Biotechnology company SolasCure has commenced its Phase II clinical trial, CLEANVLU2, marking the enrolment of the first patient to test the Aurase Wound Gel for chronic wound treatment.
Aurase Wound Gel utilises a hydrogel that dispenses Tarumase, a recombinant enzyme sourced from medical maggots, aimed at debriding fibrin, collagen, and elastin in wounds.
The CLEANVLU2 trial seeks to expand on findings from the earlier Phase IIa study, CLEANVLU, which validated the product’s concept, safety, and painless application.
The new trial will evaluate the effectiveness of higher concentrations of Tarumase in individuals with venous leg ulcers.
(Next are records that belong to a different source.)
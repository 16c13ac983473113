pub mod api;
pub mod manager;
pub mod notice;
pub mod reminder;
pub mod view;
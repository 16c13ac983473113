use task_reminder::{
    application::task_service::TaskServiceImpl,
    config::{ServerConfig, StoreLocation},
    domain::repository::TaskRepository,
    http::{routes::tasks, routing},
    infrastructure::{json_file_repo::JsonFileTaskRepository, sqlite_repo::SqliteTaskRepository},
};
use tracing_subscriber::EnvFilter;

#[tokio::main]
async fn main() -> anyhow::Result<()> {
    let _ = dotenvy::dotenv();
    tracing_subscriber::fmt()
        .with_env_filter(EnvFilter::try_from_default_env().unwrap_or_else(|_| "info".into()))
        .init();

    let config = ServerConfig::from_env()?;
    match &config.store {
        StoreLocation::JsonFile(path) => serve(JsonFileTaskRepository::new(path), &config).await,
        StoreLocation::Sqlite(url) => serve(SqliteTaskRepository::connect(url).await?, &config).await,
    }
}

async fn serve<R: TaskRepository + Clone>(repo: R, config: &ServerConfig) -> anyhow::Result<()> {
    repo.init().await?;
    let service = TaskServiceImpl::new(repo);
    let router = routing::app(tasks::router(tasks::AppState { service }));

    tracing::info!(addr = %config.addr, store = %config.store, "listening");
    axum::serve(tokio::net::TcpListener::bind(config.addr).await?, router)
        .with_graceful_shutdown(shutdown_signal())
        .await?;
    Ok(())
}

async fn shutdown_signal() {
    use tokio::signal::ctrl_c;
    let _ = ctrl_c().await;
    tracing::info!("shutdown");
}
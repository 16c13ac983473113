#[derive(Debug, Clone, Copy, PartialEq, Eq)]
pub enum NoticeKind { Success, Error, Warning }

/// A transient message for the user.
#[derive(Debug, Clone, PartialEq, Eq)]
pub struct Notice {
    pub kind: NoticeKind,
    pub message: String,
}

impl Notice {
    pub fn success(message: impl Into<String>) -> Self { Self { kind: NoticeKind::Success, message: message.into() } }
    pub fn error(message: impl Into<String>) -> Self { Self { kind: NoticeKind::Error, message: message.into() } }
    pub fn warning(message: impl Into<String>) -> Self { Self { kind: NoticeKind::Warning, message: message.into() } }
}
use std::fmt;
use std::net::SocketAddr;
use std::path::PathBuf;

use anyhow::Context;

pub const DEFAULT_ADDR: &str = "127.0.0.1:3000";
pub const DEFAULT_STORE: &str = "tasks.json";
pub const DEFAULT_API_URL: &str = "http://127.0.0.1:3000/api";

/// Where the server keeps its tasks. `sqlite:` URLs select the database
/// backend; anything else is a path to the JSON file.
#[derive(Debug, Clone, PartialEq, Eq)]
pub enum StoreLocation {
    JsonFile(PathBuf),
    Sqlite(String),
}

impl StoreLocation {
    pub fn parse(raw: &str) -> Self {
        if raw.starts_with("sqlite:") { StoreLocation::Sqlite(raw.to_string()) } else { StoreLocation::JsonFile(PathBuf::from(raw)) }
    }
}

impl fmt::Display for StoreLocation {
    fn fmt(&self, f: &mut fmt::Formatter<'_>) -> fmt::Result {
        match self {
            StoreLocation::JsonFile(path) => write!(f, "{}", path.display()),
            StoreLocation::Sqlite(url) => f.write_str(url),
        }
    }
}

#[derive(Debug, Clone)]
pub struct ServerConfig {
    pub addr: SocketAddr,
    pub store: StoreLocation,
}

impl ServerConfig {
    pub fn from_env() -> anyhow::Result<Self> { Self::from_lookup(|key| std::env::var(key).ok()) }

    pub fn from_lookup(lookup: impl Fn(&str) -> Option<String>) -> anyhow::Result<Self> {
        let addr = lookup("TASKS_ADDR").unwrap_or_else(|| DEFAULT_ADDR.to_string());
        let addr = addr.parse::<SocketAddr>().with_context(|| format!("invalid TASKS_ADDR: {addr}"))?;
        let store = StoreLocation::parse(&lookup("TASKS_STORE").unwrap_or_else(|| DEFAULT_STORE.to_string()));
        Ok(Self { addr, store })
    }
}

#[derive(Debug, Clone)]
pub struct ClientConfig {
    pub api_url: String,
}

impl ClientConfig {
    pub fn from_env() -> Self { Self::from_lookup(|key| std::env::var(key).ok()) }

    pub fn from_lookup(lookup: impl Fn(&str) -> Option<String>) -> Self {
        let api_url = lookup("TASKS_API_URL").unwrap_or_else(|| DEFAULT_API_URL.to_string());
        Self { api_url: api_url.trim_end_matches('/').to_string() }
    }
}

#[cfg(test)]
mod tests {
    use super::*;
    use std::collections::HashMap;

    fn env(pairs: &[(&str, &str)]) -> impl Fn(&str) -> Option<String> {
        let map: HashMap<String, String> = pairs.iter().map(|(k, v)| (k.to_string(), v.to_string())).collect();
        move |key| map.get(key).cloned()
    }

    #[test]
    fn server_defaults() {
        let config = ServerConfig::from_lookup(env(&[])).unwrap();
        assert_eq!(config.addr.to_string(), DEFAULT_ADDR);
        assert_eq!(config.store, StoreLocation::JsonFile(PathBuf::from("tasks.json")));
    }

    #[test]
    fn sqlite_urls_select_the_database_store() {
        let config = ServerConfig::from_lookup(env(&[("TASKS_STORE", "sqlite://data/tasks.db")])).unwrap();
        assert_eq!(config.store, StoreLocation::Sqlite("sqlite://data/tasks.db".into()));
    }

    #[test]
    fn bad_addr_is_an_error() {
        assert!(ServerConfig::from_lookup(env(&[("TASKS_ADDR", "not an addr")])).is_err());
    }

    #[test]
    fn client_url_drops_trailing_slash() {
        let config = ClientConfig::from_lookup(env(&[("TASKS_API_URL", "http://localhost:4000/api/")]));
        assert_eq!(config.api_url, "http://localhost:4000/api");
    }
}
Through the trial, SolasCure aims to gather critical efficacy data for Aurase Wound Gel’s application in comprehensive wound bed preparation, including debridement.
The trial is conducted with South Leicestershire Medical Group in the UK as part of its community service initiative.
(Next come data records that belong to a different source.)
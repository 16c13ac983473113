pub mod error;
pub mod repository;
pub mod task;
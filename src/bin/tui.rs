use std::time::{Duration, Instant};

use anyhow::Result;
use chrono::{Local, NaiveDateTime};
use crossterm::{event::{self, DisableMouseCapture, EnableMouseCapture, Event, KeyCode, KeyEventKind}, execute, terminal::{disable_raw_mode, enable_raw_mode, EnterAlternateScreen, LeaveAlternateScreen}};
use ratatui::{backend::CrosstermBackend, Terminal, widgets::{Block, Borders, List, ListItem, Paragraph, ListState}, layout::{Layout, Constraint, Direction}, style::{Style, Modifier, Color}};

use task_reminder::{
    client::{
        api::{HttpTaskApi, TaskApi},
        manager::{TaskForm, TaskListManager},
        notice::NoticeKind,
        reminder::OVERDUE_SWEEP_INTERVAL,
        view::{self, DueClass},
    },
    config::ClientConfig,
    domain::task::{TaskId, TaskStatus},
};

#[tokio::main]
async fn main() -> Result<()> {
    let _ = dotenvy::dotenv();
    let config = ClientConfig::from_env();
    let mut manager = TaskListManager::new(HttpTaskApi::new(config.api_url.clone()));
    manager.load(local_now()).await;
    manager.check_overdue(local_now());

    // Terminal setup
    enable_raw_mode()?;
    let mut stdout = std::io::stdout();
    execute!(stdout, EnterAlternateScreen, EnableMouseCapture)?;
    let backend = CrosstermBackend::new(stdout);
    let mut terminal = Terminal::new(backend)?;

    let res = run_app(&mut terminal, manager, &config).await;

    // Restore terminal
    disable_raw_mode()?;
    execute!(terminal.backend_mut(), LeaveAlternateScreen, DisableMouseCapture)?;
    terminal.show_cursor()?;

    res
}

fn local_now() -> NaiveDateTime { Local::now().naive_local() }

#[derive(Clone, Copy, PartialEq, Eq)]
enum Mode { View, Create, Edit }

#[derive(Clone, Copy, PartialEq, Eq)]
enum Field { Title, Description, Date, Time, Priority }

impl Field {
    fn next(self) -> Self {
        match self { Field::Title => Field::Description, Field::Description => Field::Date, Field::Date => Field::Time, Field::Time => Field::Priority, Field::Priority => Field::Title }
    }

    fn label(self) -> &'static str {
        match self { Field::Title => "Title", Field::Description => "Desc", Field::Date => "Date", Field::Time => "Time", Field::Priority => "Priority" }
    }
}

struct App<A: TaskApi> {
    manager: TaskListManager<A>,
    selected: usize,
    list_state: ListState,
    mode: Mode,
    field: Field,
    draft: TaskForm,
    last_sweep: Instant,
}

impl<A: TaskApi> App<A> {
    fn selected_id(&self, now: NaiveDateTime) -> Option<TaskId> {
        self.manager.visible(now).get(self.selected).map(|t| t.id.clone())
    }

    fn clamp_selection(&mut self, now: NaiveDateTime) {
        let len = self.manager.visible(now).len();
        if len == 0 { self.selected = 0; self.list_state.select(None); }
        else { if self.selected >= len { self.selected = len - 1; } self.list_state.select(Some(self.selected)); }
    }

    fn form_mut(&mut self) -> &mut TaskForm {
        match self.mode { Mode::Edit => &mut self.manager.edit_form, _ => &mut self.draft }
    }

    fn form(&self) -> &TaskForm {
        match self.mode { Mode::Edit => &self.manager.edit_form, _ => &self.draft }
    }
}

fn edit_field(form: &mut TaskForm, field: Field, key: KeyCode) {
    let text = match field {
        Field::Title => &mut form.title,
        Field::Description => &mut form.description,
        Field::Date => &mut form.date,
        Field::Time => &mut form.time,
        Field::Priority => {
            if matches!(key, KeyCode::Char(' ') | KeyCode::Left | KeyCode::Right) { form.priority = form.priority.next(); }
            return;
        }
    };
    match key {
        KeyCode::Backspace => { text.pop(); }
        KeyCode::Char(c) => text.push(c),
        _ => {}
    }
}

async fn run_app<A: TaskApi>(terminal: &mut Terminal<CrosstermBackend<std::io::Stdout>>, manager: TaskListManager<A>, config: &ClientConfig) -> Result<()> {
    let tick_rate = Duration::from_millis(200);
    let mut app = App { manager, selected: 0, list_state: ListState::default(), mode: Mode::View, field: Field::Title, draft: TaskForm::default(), last_sweep: Instant::now() };

    loop {
        let now = local_now();
        app.manager.poll_reminders();
        if app.last_sweep.elapsed() >= OVERDUE_SWEEP_INTERVAL {
            app.last_sweep = Instant::now();
            app.manager.check_overdue(now);
        }
        app.clamp_selection(now);

        let visible = app.manager.visible(now);
        let mut rows: Vec<ListItem> = visible.iter().map(|t| {
            let mark = match t.status { TaskStatus::Pending => "[ ]", TaskStatus::Completed => "[x]" };
            let style = match view::due_class(t, now) {
                DueClass::Overdue => Style::default().fg(Color::Red),
                DueClass::DueSoon => Style::default().fg(Color::Yellow),
                DueClass::Normal if t.status == TaskStatus::Completed => Style::default().fg(Color::DarkGray),
                DueClass::Normal => Style::default(),
            };
            ListItem::new(format!("{} {:<6} {}  ({})", mark, t.priority.as_str(), t.title, view::format_due(t.due_date.naive(), now))).style(style)
        }).collect();
        if visible.is_empty() {
            let placeholder = if app.manager.tasks().is_empty() {
                "No tasks found. Add your first task to get started!"
            } else {
                "No tasks match your current filters."
            };
            rows.push(ListItem::new(placeholder).style(Style::default().fg(Color::DarkGray)));
        }
        let detail = match app.selected_id(now).and_then(|id| app.manager.task(&id).cloned()) {
            Some(t) => format!(
                "Title:\n{}\n\nStatus: {}\nPriority: {}\nDue: {}\n\nDescription:\n{}",
                t.title, t.status.as_str(), t.priority.as_str(), t.due_date,
                t.description.clone().filter(|d| !d.is_empty()).unwrap_or_else(|| "(no description)".to_string()),
            ),
            None => String::new(),
        };
        let filters = app.manager.filters;
        let list_title = format!("tasks [priority={} status={} date={}]", filters.priority.label(), filters.status.label(), filters.date.label());
        let footer_text = match app.mode {
            Mode::View => {
                // newest first, two lines fit the footer
                let recent: Vec<&str> = app.manager.notices().rev().take(2).map(|n| n.message.as_str()).collect();
                if recent.is_empty() { format!("TASKS_API_URL={}", config.api_url) } else { recent.join("\n") }
            }
            Mode::Create | Mode::Edit => {
                let form = app.form();
                let value = match app.field {
                    Field::Title => form.title.clone(),
                    Field::Description => form.description.clone(),
                    Field::Date => form.date.clone(),
                    Field::Time => form.time.clone(),
                    Field::Priority => form.priority.as_str().to_string(),
                };
                format!("{}: {}_  |  (Tab to switch, Space cycles priority, Enter to save, Esc to cancel)", app.field.label(), value)
            }
        };
        let footer_style = match (app.mode, app.manager.latest_notice().map(|n| n.kind)) {
            (Mode::View, Some(NoticeKind::Error)) => Style::default().fg(Color::Red),
            (Mode::View, Some(NoticeKind::Warning)) => Style::default().fg(Color::Yellow),
            (Mode::View, Some(NoticeKind::Success)) => Style::default().fg(Color::Green),
            _ => Style::default(),
        };

        terminal.draw(|f| {
            let chunks = Layout::default()
                .direction(Direction::Vertical)
                .constraints([Constraint::Length(3), Constraint::Min(1), Constraint::Length(4)])
                .split(f.size());

            let header = Paragraph::new("Tasks (Enter: complete/undo, n: new, e: edit, d: delete, p/s/f: filters, r: reload, q: quit)")
                .block(Block::default().borders(Borders::ALL).title("task-reminder"));
            f.render_widget(header, chunks[0]);

            let middle = Layout::default()
                .direction(Direction::Horizontal)
                .constraints([Constraint::Percentage(60), Constraint::Percentage(40)])
                .split(chunks[1]);

            let list = List::new(rows)
                .block(Block::default().borders(Borders::ALL).title(list_title))
                .highlight_style(Style::default().fg(Color::Cyan).add_modifier(Modifier::BOLD | Modifier::REVERSED))
                .highlight_symbol(">> ");
            f.render_stateful_widget(list, middle[0], &mut app.list_state);

            let details = Paragraph::new(detail)
                .block(Block::default().borders(Borders::ALL).title("details"));
            f.render_widget(details, middle[1]);

            let footer = Paragraph::new(footer_text)
                .style(footer_style)
                .block(Block::default().borders(Borders::ALL).title(match app.mode { Mode::View => "info", Mode::Create => "create", Mode::Edit => "edit" }));
            f.render_widget(footer, chunks[2]);
        })?;

        if event::poll(tick_rate)? {
            if let Event::Key(key) = event::read()? {
                // Only act on key presses; ignore repeats and releases to prevent duplicate input
                if key.kind != KeyEventKind::Press { continue; }
                match app.mode {
                    Mode::View => match key.code {
                        KeyCode::Char('q') => break,
                        KeyCode::Up => { if app.selected > 0 { app.selected -= 1; } }
                        KeyCode::Down => { let len = app.manager.visible(now).len(); if app.selected + 1 < len { app.selected += 1; } }
                        KeyCode::Enter => {
                            if let Some(id) = app.selected_id(now) { app.manager.toggle_status(&id, now).await; }
                        }
                        KeyCode::Char('n') => {
                            app.mode = Mode::Create;
                            app.field = Field::Title;
                            app.draft = TaskForm::new_for(now.date());
                        }
                        KeyCode::Char('e') => {
                            if let Some(id) = app.selected_id(now) {
                                if app.manager.open_editor(&id) { app.mode = Mode::Edit; app.field = Field::Title; }
                            }
                        }
                        KeyCode::Char('d') => {
                            if let Some(id) = app.selected_id(now) {
                                if app.manager.delete(&id).await && app.selected > 0 { app.selected -= 1; }
                            }
                        }
                        KeyCode::Char('p') => app.manager.filters.priority = app.manager.filters.priority.cycle(),
                        KeyCode::Char('s') => app.manager.filters.status = app.manager.filters.status.cycle(),
                        KeyCode::Char('f') => app.manager.filters.date = app.manager.filters.date.cycle(),
                        KeyCode::Char('r') => app.manager.load(now).await,
                        _ => {}
                    },
                    Mode::Create | Mode::Edit => match key.code {
                        KeyCode::Esc => {
                            if app.mode == Mode::Edit { app.manager.close_editor(); }
                            app.mode = Mode::View;
                            app.draft = TaskForm::default();
                        }
                        KeyCode::Enter => {
                            let saved = match app.mode {
                                Mode::Edit => app.manager.save_edit(now).await,
                                _ => { let draft = app.draft.clone(); app.manager.add(&draft, now).await }
                            };
                            if saved { app.mode = Mode::View; app.draft = TaskForm::default(); }
                        }
                        KeyCode::Tab => { app.field = app.field.next(); }
                        code => { let field = app.field; edit_field(app.form_mut(), field, code); }
                    },
                }
            }
        }
    }
    Ok(())
}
Following CLEANVLU2’s completion, SolasCure plans another Phase II study to investigate factors affecting debridement and wound healing before moving on to Phase III trials for regulatory submission and potential approval.
SolasCure chairman Andy Weymann said: “This trial is pivotal for fully demonstrating proof-of-concept of efficacy for Aurase Wound Gel with a stronger concentration of the enzyme Tarumase.
“This will help us to establish that the product can achieve complete debridement in 6-9 applications aligned with standard of care and have a positive influence on the rate of healing. This is what the market has been waiting for and brings Aurase Wound Gel a step closer to providing relief to those suffering from chronic wounds worldwide.”